The Bureau of Labor Statistics delivered its monthly Employment Situation Report (better known as the jobs report) this morning and the news was good. Good, but not great. The March 2014 jobs report showed employers adding a total of 192,000 jobs. The bulk of the new jobs were added in the professional/business services, healthcare, and mining/logging fields, while the manufacturing, construction, food service, and government sectors all had little to no change.
This certainly isn't bad news, but it doesn't speak to any big positive changes over the coming year. Despite the nearly 200,000 new jobs added in March, the unemployment rate remained steady. The unemployment rate was unchanged from last month at 6.7%. The report stated that this figure has "shown little movement since December 2013." The growth has been slowing down, which worries some economists, but has not shown signs of decreasing.
Interestingly, the unemployment rate increased and decreased for women and men respectively, bringing each group up to an equal 6.2%.
Job seekers can breathe a sigh of relief knowing that the jobs report has shown an uptick in the total number of jobs for at least another month, but the March report wasn't exactly glowing on all accounts. One point to watch was the average hourly earnings, which dipped slightly by one cent in March. However, the penny decrease is offset by the 9 cent increase from the previous month. The report did note that, since March 2013, the jobs report has shown a raise in hourly earning of 49 cents, or 2.1%.

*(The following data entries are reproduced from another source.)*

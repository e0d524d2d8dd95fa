use async_trait::async_trait;
use std::process::Stdio;
use std::time::Duration;
use tokio::process::Command;
use tokio::time;
use tracing::debug;

/// Trimmed stdout, or `""` on any failure.
#[async_trait]
pub trait CommandRunner: Send + Sync {
    async fn run(&self, argv: &[String], timeout: Duration) -> String;
}

#[derive(Debug, Clone, Copy, Default)]
pub struct SystemCommandRunner;

#[async_trait]
impl CommandRunner for SystemCommandRunner {
    async fn run(&self, argv: &[String], timeout: Duration) -> String {
        let Some((program, args)) = argv.split_first() else {
            return String::new();
        };

        let child = Command::new(program)
            .args(args)
            .stdin(Stdio::null())
            .stdout(Stdio::piped())
            .stderr(Stdio::null())
            .kill_on_drop(true)
            .output();

        let output = match time::timeout(timeout, child).await {
            Ok(Ok(output)) => output,
            Ok(Err(err)) => {
                debug!(command = %program, error = %err, "command failed to start");
                return String::new();
            }
            Err(_elapsed) => {
                debug!(command = %program, timeout_ms = timeout.as_millis() as u64, "command timed out");
                return String::new();
            }
        };

        if !output.status.success() {
            debug!(command = %program, status = %output.status, "command exited unsuccessfully");
            return String::new();
        }

        match String::from_utf8(output.stdout) {
            Ok(text) => text.trim().to_string(),
            Err(_) => {
                debug!(command = %program, "command output is not UTF-8");
                String::new()
            }
        }
    }
}


#[cfg(test)]
mod tests {
    use super::*;

    fn argv(parts: &[&str]) -> Vec<String> {
        parts.iter().map(|p| p.to_string()).collect()
    }

    #[tokio::test]
    async fn captures_trimmed_stdout() {
        let out = SystemCommandRunner
            .run(&argv(&["sh", "-c", "echo '  active  '"]), Duration::from_secs(5))
            .await;
        assert_eq!(out, "active");
    }

    #[tokio::test]
    async fn non_zero_exit_is_empty() {
        let out = SystemCommandRunner
            .run(&argv(&["sh", "-c", "echo inactive; exit 3"]), Duration::from_secs(5))
            .await;
        assert_eq!(out, "");
    }

    #[tokio::test]
    async fn missing_binary_and_empty_argv_are_empty() {
        let out = SystemCommandRunner
            .run(&argv(&["/nonexistent/pimonitord-test-binary"]), Duration::from_secs(5))
            .await;
        assert_eq!(out, "");
        assert_eq!(SystemCommandRunner.run(&[], Duration::from_secs(5)).await, "");
    }

    #[tokio::test]
    async fn timeout_is_empty() {
        let started = std::time::Instant::now();
        let out = SystemCommandRunner
            .run(&argv(&["sh", "-c", "sleep 5; echo late"]), Duration::from_millis(200))
            .await;
        assert_eq!(out, "");
        assert!(started.elapsed() < Duration::from_secs(4));
    }

    #[tokio::test]
    async fn invalid_utf8_is_empty() {
        let out = SystemCommandRunner
            .run(&argv(&["sh", "-c", "printf '\\377\\376'"]), Duration::from_secs(5))
            .await;
        assert_eq!(out, "");
    }
}
pub mod services;
pub mod system;

use thiserror::Error;
use tokio::task::JoinError;

/// A collector task that did not return a record.
#[derive(Debug, Error)]
pub enum CollectError {
    #[error("{collector} collector panicked: {message}")]
    Panicked {
        collector: &'static str,
        message: String,
    },
    #[error("{collector} collector was cancelled")]
    Cancelled { collector: &'static str },
}

impl CollectError {
    pub fn from_join(collector: &'static str, err: JoinError) -> Self {
        if err.is_cancelled() {
            return Self::Cancelled { collector };
        }
        let payload = err.into_panic();
        let message = if let Some(s) = payload.downcast_ref::<&str>() {
            (*s).to_string()
        } else if let Some(s) = payload.downcast_ref::<String>() {
            s.clone()
        } else {
            "unknown panic payload".to_string()
        };
        Self::Panicked { collector, message }
    }
}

Hopefully April's jobs report will show a continuing trend of growth, but it's likely that estimates will remain on the conservative side in light of the minimal growth reported this month. Still, as long as that number continues edging upwards, and at the very least doesn't dip, economic recovery can continue, slowly but surely. While America is not back at the pre-2008 unemployment rate of 5%, it's important to remember that it's also not at the staggering 9.9% unemployment rate ceiling hit in 2009.